DHAは少し前に評判になった成分で「頭が良くなる」と人気になりました。体内で生成することができない成分で食品から摂る必要があります。
脳細胞にまで行きわたって集中力、記憶力、学習能力を向上させる働きがあり、脳の発達や脳神経の安定に欠かせない成分です。これもするめには多く含まれています。さらにコレステロールを低下させて血液をサラサラにする効果も期待できます。
実はビタミンやカルシウムも豊富なんです
するめに含まれているカルシウムやアセチルコリン、アルギニンといった成分には張り詰めた精神を休ませて安定化させる働きがあります。これは精神が不安定になったりイライラしやすい成長期の子どもには重要な成分です。ちなみにするめを食べるときによく噛むことも精神の安定につながっています。
さらにビタミン類ではナイアシン(ビタミンB3)が多く含まれています。ナイアシンは肌荒れを予防、治癒する働きがあり、ニキビなどの吹き出物や口内炎などを鎮めてくれます。
ナイアシンは脳の栄養素としても重要で、ナイアシンが不足してくると睡眠障害や頭痛などの脳神経に関係する障害が出てくるとされています。
そしてするめにはがん予防の効果もあります。

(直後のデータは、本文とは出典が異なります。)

//! TCAS II resolution-advisory detector.
//!
//! Thresholds are looked up from a sensitivity-level table keyed off the
//! ownship altitude; the detection itself is a tau-modulated cylinder with
//! a horizontal-miss-distance filter.

use serde::{Deserialize, Serialize};

use super::horizontal;
use super::vertical;
use super::{ConflictData, LossData};
use crate::geom::vect::{almost_equals, Vect2, Vect3, Velocity};
use crate::units;

/// Per-sensitivity-level RA thresholds. Levels 3 through 8 are the flying
/// levels; levels below 3 issue no resolution advisories.
#[derive(Debug, Clone, Copy, PartialEq, Serialize, Deserialize)]
pub struct TcasTable {
    /// TAU threshold per level 3..=8, seconds.
    pub tau: [f64; 6],
    /// DMOD per level 3..=8, meters.
    pub dmod: [f64; 6],
    /// ZTHR per level 3..=8, meters.
    pub zthr: [f64; 6],
    /// Horizontal miss distance per level 3..=8, meters.
    pub hmd: [f64; 6],
}

impl TcasTable {
    /// Sensitivity level for an ownship altitude, 2..=8.
    pub fn sensitivity_level(alt: f64) -> usize {
        let alt_ft = units::to("ft", alt);
        if alt_ft < 1000.0 {
            2
        } else if alt_ft < 2350.0 {
            3
        } else if alt_ft < 5000.0 {
            4
        } else if alt_ft < 10000.0 {
            5
        } else if alt_ft < 20000.0 {
            6
        } else if alt_ft < 42000.0 {
            7
        } else {
            8
        }
    }

    fn idx(sl: usize) -> usize {
        sl.clamp(3, 8) - 3
    }

    pub fn tau(&self, sl: usize) -> f64 {
        self.tau[Self::idx(sl)]
    }

    pub fn dmod(&self, sl: usize) -> f64 {
        self.dmod[Self::idx(sl)]
    }

    pub fn zthr(&self, sl: usize) -> f64 {
        self.zthr[Self::idx(sl)]
    }

    pub fn hmd(&self, sl: usize) -> f64 {
        self.hmd[Self::idx(sl)]
    }
}

impl Default for TcasTable {
    fn default() -> Self {
        let nmi = |v: f64| units::from("nmi", v);
        let ft = |v: f64| units::from("ft", v);
        TcasTable {
            tau: [15.0, 20.0, 25.0, 30.0, 35.0, 35.0],
            dmod: [nmi(0.2), nmi(0.35), nmi(0.55), nmi(0.8), nmi(1.1), nmi(1.1)],
            zthr: [ft(600.0), ft(600.0), ft(600.0), ft(600.0), ft(700.0), ft(800.0)],
            hmd: [nmi(0.2), nmi(0.35), nmi(0.55), nmi(0.8), nmi(1.1), nmi(1.1)],
        }
    }
}

/// TCAS II RA detector.
#[derive(Debug, Clone, Copy, PartialEq, Default, Serialize, Deserialize)]
pub struct Tcas3d {
    pub table: TcasTable,
}

impl Tcas3d {
    pub fn new(table: TcasTable) -> Self {
        Tcas3d { table }
    }

    fn horizontal_ra(dmod: f64, tau: f64, s: Vect2, v: Vect2) -> bool {
        if s.dot(v) >= 0.0 {
            s.norm() <= dmod
        } else {
            s.norm() <= dmod || horizontal::tau_mod(dmod, s, v) <= tau
        }
    }

    fn vertical_ra(zthr: f64, tau: f64, sz: f64, vz: f64) -> bool {
        if sz.abs() <= zthr {
            return true;
        }
        if almost_equals(vz, 0.0) || sz * vz > 0.0 {
            return false;
        }
        let tcoa = vertical::time_coalt(sz, vz);
        0.0 <= tcoa && tcoa <= tau
    }

    /// True when the ownship would have an RA against the intruder now.
    pub fn violation(&self, so: Vect3, vo: Velocity, si: Vect3, vi: Velocity) -> bool {
        let sl = TcasTable::sensitivity_level(so.z);
        if sl < 3 {
            return false;
        }
        let s2 = so.vect2() - si.vect2();
        let v2 = vo.vect2() - vi.vect2();
        Self::horizontal_ra(self.table.dmod(sl), self.table.tau(sl), s2, v2)
            && horizontal::dcpa(s2, v2) <= self.table.hmd(sl)
            && Self::vertical_ra(self.table.zthr(sl), self.table.tau(sl), so.z - si.z, vo.z - vi.z)
    }

    /// Time window of the horizontal RA condition: inside DMOD, or closing
    /// with modified tau at or below the threshold. The tau region always
    /// lies on the closing side of the closest point of approach, and the
    /// two pieces overlap whenever both exist, so the result is a single
    /// interval.
    fn horizontal_ra_interval(dmod: f64, tau: f64, s: Vect2, v: Vect2) -> (f64, f64) {
        const EMPTY: (f64, f64) = (f64::INFINITY, f64::NEG_INFINITY);
        let a = v.sqv();
        if a < f64::EPSILON {
            if s.norm() <= dmod {
                return (f64::NEG_INFINITY, f64::INFINITY);
            }
            return EMPTY;
        }
        let (mut tin, mut tout) = if horizontal::delta(s, v, dmod) >= 0.0 {
            (
                horizontal::theta_d(s, v, -1, dmod),
                horizontal::theta_d(s, v, 1, dmod),
            )
        } else {
            EMPTY
        };
        // Crossing times of tau_mod = tau.
        let b = 2.0 * s.dot(v) + tau * a;
        let c = s.sqv() + tau * s.dot(v) - dmod * dmod;
        let discr = b * b - 4.0 * a * c;
        if discr >= 0.0 {
            let tau_in = (-b - discr.sqrt()) / (2.0 * a);
            let tau_out = (-b + discr.sqrt()) / (2.0 * a);
            tin = tin.min(tau_in);
            tout = tout.max(tau_out);
        }
        (tin, tout)
    }

    /// RA window inside [b, t]. The sensitivity level is frozen at the
    /// ownship altitude at the start of the window.
    pub fn conflict_detection(
        &self,
        so: Vect3,
        vo: Velocity,
        si: Vect3,
        vi: Velocity,
        b: f64,
        t: f64,
    ) -> ConflictData {
        let sl = TcasTable::sensitivity_level(so.z);
        if sl < 3 {
            return ConflictData::none();
        }
        let s2 = so.vect2() - si.vect2();
        let v2 = vo.vect2() - vi.vect2();
        // Horizontal miss distance filter.
        if s2.norm() > self.table.dmod(sl) && horizontal::dcpa(s2, v2) > self.table.hmd(sl) {
            return ConflictData::none();
        }
        let (vin, vout) = vertical::vertical_wcv_interval(
            self.table.zthr(sl),
            self.table.tau(sl),
            b,
            t,
            so.z - si.z,
            vo.z - vi.z,
        );
        if vin > vout {
            return ConflictData::none();
        }
        let (hin, hout) = Self::horizontal_ra_interval(self.table.dmod(sl), self.table.tau(sl), s2, v2);
        let tin = b.max(hin).max(vin);
        let tout = t.min(hout).min(vout);
        if tin > tout {
            return ConflictData::none();
        }
        let ld = LossData::new(tin, tout);
        if !ld.conflict() {
            return ConflictData::new(ld, f64::INFINITY, f64::INFINITY);
        }
        let t_crit = horizontal::tcpa(s2, v2).clamp(ld.time_in, ld.time_out);
        let s = so - si;
        let v = vo.sub(vi).vect3();
        let dist = s
            .linear(v, t_crit)
            .cyl_norm(self.table.dmod(sl), self.table.zthr(sl));
        ConflictData::new(ld, t_crit, dist)
    }
}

これは豊富なミネラル分とアルギニン、ペプチドグリカンというアミノ酸の一種である成分が関連しています。
これらは免疫力を大きく向上させた上にがんの増殖や分裂を抑制するという働きがあるのです。
また、コラーゲンも豊富です。コラーゲンは細胞の隙間を埋めてくれるので張りのある肌を維持してくれます。髪や爪、皮膚を美しく艶のあるものにするためには欠かせない成分です。特にするめに含まれるコラーゲンは消化吸収されやすい成分ですので、より効果的と言えます。
塩分にはご注意!
素晴らしく栄養価に優れたするめですが、食べ過ぎには注意が必要です。するめは味付けをする際に塩分が凝縮されるためにかなりの塩分を含んでいます。その量は100g食べると一日の塩分の目安摂取量を賄ってしまうほどです。
逆に糖質はほとんど含まれてはいません。そしてカロリーも100g中に約330kcalと多めになっています。

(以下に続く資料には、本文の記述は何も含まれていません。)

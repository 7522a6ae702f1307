//! Maneuver guidance bands.
//!
//! `KinematicBands` computes, for each of the four maneuver axes, the
//! ranges of control values that stay conflict free (NONE), the ranges that
//! lead into a conflict (NEAR), and, when everything is red, the recovery
//! ranges (RECOVERY). Traffic aircraft are assumed not to maneuver; the
//! ownship maneuver is a single kinematic projection per cell.
//!
//! Band outputs are cached per axis and lazily recomputed: any setter that
//! could affect them marks the axes outdated.

mod alt;
mod core;
mod gs;
mod integer;
mod real;
mod region;
mod track;
mod vs;

pub use self::core::BandsCore;
pub use alt::AltBands;
pub use gs::GsBands;
pub use integer::{Maneuver, Search};
pub use real::{BandsData, KinematicAxis};
pub use region::BandsRegion;
pub use track::TrackBands;
pub use vs::VsBands;

use crate::detection::Detector;
use crate::errlog::ErrorLog;
use crate::geom::position::Position;
use crate::geom::vect::{to_2pi, Velocity};
use crate::interval::Interval;
use crate::params::Parameters;
use crate::state::{OwnshipState, TrafficState};
use crate::units;
use crate::urgency::UrgencyStrategy;

/// Kinematic bands over all four maneuver axes.
#[derive(Debug, Clone)]
pub struct KinematicBands {
    pub core: BandsCore,
    pub trk_band: TrackBands,
    pub gs_band: GsBands,
    pub vs_band: VsBands,
    pub alt_band: AltBands,
    error: ErrorLog,
}

impl KinematicBands {
    /// Bands with the given detector and default parameters. Recovery is
    /// off until parameters enable it.
    pub fn new(detector: Detector) -> Self {
        let p = Parameters::default();
        let mut bands = KinematicBands {
            core: BandsCore::new(detector),
            trk_band: TrackBands::new(p.trk_step, false, p.turn_rate, p.bank_angle),
            gs_band: GsBands::new(p.min_gs, p.max_gs, p.gs_step, false, p.horizontal_accel),
            vs_band: VsBands::new(p.min_vs, p.max_vs, p.vs_step, false, p.vertical_accel),
            alt_band: AltBands::new(p.min_alt, p.max_alt, p.alt_step, p.vertical_rate, p.vertical_accel),
            error: ErrorLog::new("KinematicBands"),
        };
        bands.core.lookahead = p.lookahead_time;
        bands.core.alerting_time = p.alerting_time;
        bands
    }

    /// Apply a full parameter block. Invalidates all cached bands.
    pub fn set_parameters(&mut self, p: &Parameters) {
        self.core.alerting_time = p.alerting_time;
        self.core.lookahead = p.lookahead_time;
        self.core.implicit_bands = p.implicit_bands;
        self.gs_band.data_mut().min = p.min_gs;
        self.gs_band.data_mut().max = p.max_gs;
        self.vs_band.data_mut().min = p.min_vs;
        self.vs_band.data_mut().max = p.max_vs;
        self.alt_band.data_mut().min = p.min_alt;
        self.alt_band.data_mut().max = p.max_alt;
        self.trk_band.data_mut().step = p.trk_step;
        self.gs_band.data_mut().step = p.gs_step;
        self.vs_band.data_mut().step = p.vs_step;
        self.alt_band.data_mut().step = p.alt_step;
        self.gs_band.horizontal_accel = p.horizontal_accel;
        self.vs_band.vertical_accel = p.vertical_accel;
        self.alt_band.vertical_accel = p.vertical_accel;
        self.trk_band.turn_rate = p.turn_rate;
        self.trk_band.bank_angle = p.bank_angle;
        self.alt_band.vertical_rate = p.vertical_rate;
        self.core.recovery_stability_time = p.recovery_stability_time;
        self.core.max_recovery_time = p.max_recovery_time;
        self.core.min_horizontal_recovery = p.min_horizontal_recovery;
        self.core.min_vertical_recovery = p.min_vertical_recovery;
        self.core.ca_bands = p.ca_bands;
        self.core.conflict_crit = p.conflict_crit;
        self.core.recovery_crit = p.recovery_crit;
        self.trk_band.data_mut().do_recovery = p.recovery_trk;
        self.gs_band.data_mut().do_recovery = p.recovery_gs;
        self.vs_band.data_mut().do_recovery = p.recovery_vs;
        self.reset();
    }

    pub fn set_ownship(&mut self, own: OwnshipState) {
        self.core.ownship = Some(own);
        self.reset();
    }

    pub fn set_ownship_state(&mut self, id: &str, p: Position, v: Velocity) {
        self.set_ownship(OwnshipState::new(TrafficState::new(id, p, v)));
    }

    pub fn add_traffic(&mut self, ac: TrafficState) {
        let Some(own) = &self.core.ownship else {
            self.error.add_error("add_traffic: set_ownship must be called before add_traffic");
            return;
        };
        if ac.is_lat_lon() != own.is_lat_lon() {
            self.error.add_error("add_traffic: inconsistent use of lat/lon and Euclidean data");
            return;
        }
        self.core.traffic.push(ac);
        self.reset();
    }

    pub fn has_ownship(&self) -> bool {
        self.core.has_ownship()
    }

    pub fn has_traffic(&self) -> bool {
        self.core.has_traffic()
    }

    pub fn traffic_size(&self) -> usize {
        self.core.traffic.len()
    }

    pub fn is_lat_lon(&self) -> bool {
        self.core.ownship.as_ref().is_some_and(|o| o.is_lat_lon())
    }

    /// Clear ownship and traffic, keeping parameters.
    pub fn clear(&mut self) {
        self.core.clear();
        self.reset();
    }

    /// Invalidate all cached band outputs.
    pub fn reset(&mut self) {
        self.trk_band.data_mut().reset();
        self.gs_band.data_mut().reset();
        self.vs_band.data_mut().reset();
        self.alt_band.data_mut().reset();
    }

    /// Designate the criterion aircraft by identifier.
    pub fn set_criteria_aircraft(&mut self, id: Option<String>) {
        self.core.criteria_ac = id;
        self.reset();
    }

    /// Designate the criterion aircraft through an urgency strategy.
    pub fn set_criteria_aircraft_by_strategy(&mut self, strat: &UrgencyStrategy) {
        let id = self.most_urgent_aircraft(strat).map(|ac| ac.id.clone());
        self.set_criteria_aircraft(id);
    }

    /// Most urgent aircraft according to a strategy, when criteria are in
    /// use.
    pub fn most_urgent_aircraft(&self, strat: &UrgencyStrategy) -> Option<&TrafficState> {
        if !(self.core.conflict_crit || self.core.recovery_crit) {
            return None;
        }
        let own = self.core.ownship.as_ref()?;
        strat.most_urgent_aircraft(
            &self.core.detector,
            own,
            &self.core.traffic,
            self.core.alerting_time_eff(),
        )
    }

    /// Replace the conflict detector (deep copy).
    pub fn set_core_detection(&mut self, det: &Detector) {
        self.core.detector = det.clone();
        self.reset();
    }

    pub fn core_detection(&self) -> &Detector {
        &self.core.detector
    }

    /// Project ownship and all traffic forward by `offset` seconds.
    pub fn linear_projection(&mut self, offset: f64) {
        if offset != 0.0 {
            if let Some(own) = self.core.ownship.take() {
                self.core.ownship = Some(own.linear_projection(offset));
            }
            for ac in &mut self.core.traffic {
                *ac = ac.linear_projection(offset);
            }
            self.reset();
        }
    }

    // Track bands

    pub fn track_length(&mut self) -> i32 {
        self.trk_band.bands_length(&self.core)
    }

    /// Track interval `i` in the given unit.
    pub fn track(&mut self, i: i32, unit: &str) -> Interval {
        let ia = self.trk_band.interval(&self.core, i);
        if ia.is_empty() {
            return ia;
        }
        Interval::new(units::to(unit, ia.low), units::to(unit, ia.up))
    }

    pub fn track_region(&mut self, i: i32) -> BandsRegion {
        self.trk_band.region(&self.core, i)
    }

    pub fn track_region_of(&mut self, trk: f64, unit: &str) -> BandsRegion {
        self.trk_band.region_of(&self.core, to_2pi(units::from(unit, trk)))
    }

    pub fn near_track_conflict(&mut self, val: f64, thr: f64) -> bool {
        self.trk_band.almost_near(&self.core, val, thr)
    }

    pub fn track_recovery_time(&mut self) -> f64 {
        self.trk_band.recovery_time(&self.core)
    }

    /// (preventive, corrective) aircraft for track bands.
    pub fn track_bands_aircraft(&self) -> (Vec<String>, Vec<String>) {
        self.trk_band.alerting_aircraft_names(&self.core)
    }

    // Ground speed bands

    pub fn ground_speed_length(&mut self) -> i32 {
        self.gs_band.bands_length(&self.core)
    }

    pub fn ground_speed(&mut self, i: i32, unit: &str) -> Interval {
        let ia = self.gs_band.interval(&self.core, i);
        if ia.is_empty() {
            return ia;
        }
        Interval::new(units::to(unit, ia.low), units::to(unit, ia.up))
    }

    pub fn ground_speed_region(&mut self, i: i32) -> BandsRegion {
        self.gs_band.region(&self.core, i)
    }

    pub fn ground_speed_region_of(&mut self, gs: f64, unit: &str) -> BandsRegion {
        self.gs_band.region_of(&self.core, units::from(unit, gs))
    }

    pub fn near_ground_speed_conflict(&mut self, val: f64, thr: f64) -> bool {
        self.gs_band.almost_near(&self.core, val, thr)
    }

    pub fn ground_speed_recovery_time(&mut self) -> f64 {
        self.gs_band.recovery_time(&self.core)
    }

    pub fn ground_speed_bands_aircraft(&self) -> (Vec<String>, Vec<String>) {
        self.gs_band.alerting_aircraft_names(&self.core)
    }

    // Vertical speed bands

    pub fn vertical_speed_length(&mut self) -> i32 {
        self.vs_band.bands_length(&self.core)
    }

    pub fn vertical_speed(&mut self, i: i32, unit: &str) -> Interval {
        let ia = self.vs_band.interval(&self.core, i);
        if ia.is_empty() {
            return ia;
        }
        Interval::new(units::to(unit, ia.low), units::to(unit, ia.up))
    }

    pub fn vertical_speed_region(&mut self, i: i32) -> BandsRegion {
        self.vs_band.region(&self.core, i)
    }

    pub fn vertical_speed_region_of(&mut self, vs: f64, unit: &str) -> BandsRegion {
        self.vs_band.region_of(&self.core, units::from(unit, vs))
    }

    pub fn near_vertical_speed_conflict(&mut self, val: f64, thr: f64) -> bool {
        self.vs_band.almost_near(&self.core, val, thr)
    }

    pub fn vertical_speed_recovery_time(&mut self) -> f64 {
        self.vs_band.recovery_time(&self.core)
    }

    pub fn vertical_speed_bands_aircraft(&self) -> (Vec<String>, Vec<String>) {
        self.vs_band.alerting_aircraft_names(&self.core)
    }

    // Altitude bands

    pub fn altitude_length(&mut self) -> i32 {
        self.alt_band.bands_length(&self.core)
    }

    pub fn altitude(&mut self, i: i32, unit: &str) -> Interval {
        let ia = self.alt_band.interval(&self.core, i);
        if ia.is_empty() {
            return ia;
        }
        Interval::new(units::to(unit, ia.low), units::to(unit, ia.up))
    }

    pub fn altitude_region(&mut self, i: i32) -> BandsRegion {
        self.alt_band.region(&self.core, i)
    }

    pub fn altitude_region_of(&mut self, alt: f64, unit: &str) -> BandsRegion {
        self.alt_band.region_of(&self.core, units::from(unit, alt))
    }

    pub fn near_altitude_conflict(&mut self, val: f64, thr: f64) -> bool {
        self.alt_band.almost_near(&self.core, val, thr)
    }

    pub fn altitude_bands_aircraft(&self) -> (Vec<String>, Vec<String>) {
        self.alt_band.alerting_aircraft_names(&self.core)
    }

    // Setters with validation; rejected values leave state unchanged and
    // record a message.

    pub fn set_lookahead_time(&mut self, t: f64) {
        if self.error.is_positive("set_lookahead_time", t) && t != self.core.lookahead {
            self.core.lookahead = t;
            self.reset();
        }
    }

    pub fn set_alerting_time(&mut self, t: f64) {
        if self.error.is_non_negative("set_alerting_time", t) && t != self.core.alerting_time {
            self.core.alerting_time = t;
            self.reset();
        }
    }

    pub fn set_max_recovery_time(&mut self, t: f64) {
        if self.error.is_non_negative("set_max_recovery_time", t) && t != self.core.max_recovery_time {
            self.core.max_recovery_time = t;
            self.reset();
        }
    }

    pub fn set_recovery_stability_time(&mut self, t: f64) {
        if self.error.is_non_negative("set_recovery_stability_time", t)
            && t != self.core.recovery_stability_time
        {
            self.core.recovery_stability_time = t;
            self.reset();
        }
    }

    pub fn set_track_step(&mut self, val: f64) {
        if self.error.is_positive("set_track_step", val)
            && self.error.is_less_than("set_track_step", val, std::f64::consts::PI)
        {
            self.trk_band.data_mut().set_step(val);
        }
    }

    pub fn set_ground_speed_step(&mut self, val: f64) {
        if self.error.is_positive("set_ground_speed_step", val) {
            self.gs_band.data_mut().set_step(val);
        }
    }

    pub fn set_vertical_speed_step(&mut self, val: f64) {
        if self.error.is_positive("set_vertical_speed_step", val) {
            self.vs_band.data_mut().set_step(val);
        }
    }

    pub fn set_altitude_step(&mut self, val: f64) {
        if self.error.is_positive("set_altitude_step", val) {
            self.alt_band.data_mut().set_step(val);
        }
    }

    /// Set a min/max range for ground speed bands; rejected if it would
    /// leave min >= max.
    pub fn set_ground_speed_range(&mut self, min: f64, max: f64) {
        if min >= max {
            self.error
                .add_error(format!("set_ground_speed_range: min {min:.4} is not below max {max:.4}"));
            return;
        }
        if self.error.is_non_negative("set_ground_speed_range", min) {
            self.gs_band.data_mut().set_min(min);
            self.gs_band.data_mut().set_max(max);
        }
    }

    pub fn set_vertical_speed_range(&mut self, min: f64, max: f64) {
        if min >= max {
            self.error
                .add_error(format!("set_vertical_speed_range: min {min:.4} is not below max {max:.4}"));
            return;
        }
        self.vs_band.data_mut().set_min(min);
        self.vs_band.data_mut().set_max(max);
    }

    pub fn set_altitude_range(&mut self, min: f64, max: f64) {
        if min >= max {
            self.error
                .add_error(format!("set_altitude_range: min {min:.4} is not below max {max:.4}"));
            return;
        }
        if self.error.is_non_negative("set_altitude_range", min) {
            self.alt_band.data_mut().set_min(min);
            self.alt_band.data_mut().set_max(max);
        }
    }

    pub fn set_recovery_bands(&mut self, flag: bool) {
        self.trk_band.data_mut().set_recovery(flag);
        self.gs_band.data_mut().set_recovery(flag);
        self.vs_band.data_mut().set_recovery(flag);
    }

    pub fn set_implicit_bands(&mut self, flag: bool) {
        if flag != self.core.implicit_bands {
            self.core.implicit_bands = flag;
            self.reset();
        }
    }

    // Error reporting

    pub fn has_error(&self) -> bool {
        self.error.has_error()
    }

    pub fn has_message(&self) -> bool {
        self.error.has_message()
    }

    pub fn get_message(&mut self) -> String {
        self.error.get_message()
    }
}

しかし実際にはするめを食べていても肥満になることはほとんどありません。
するめは食べる際にしっかりと噛んで食べるために消化酵素が作用してくれる上に口回りや顎の筋肉を多く使うためにむしろ顔が引き締まってきます。
するめ100gというと店で販売している大袋ほどの量になるためになかなか一度で食べられる量ではありません。ずっと食べ続けることは危険ですが、そもそも食べ過ぎることも難しいものなのです。
また、イカは消化にあまり良くないために腹持ちがよく、満腹感が継続します。乾燥させた食べ物なので食べると水分を吸って膨らむということもあって、他のものをあまり食べたくなくなるという意味ではダイエット効果にもなるかもしれません。
もちろんこれらは食べ過ぎた場合のみ起こることです。ほどほどに食べる分には影響しませんので気にする必要はないでしょう。
するめは大人がよく食べているイメージがある食べ物ですが、実はその豊富なタンパク質やビタミン類、ミネラル分、アルギニンなどの成分を考えると成長期の子どもこそ食べるべき食材とも言えます。
主食になるものではありませんが、毎日おやつ感覚でほどほどの量を食べることは成長を促す上で大きく役立ってくれるはずです。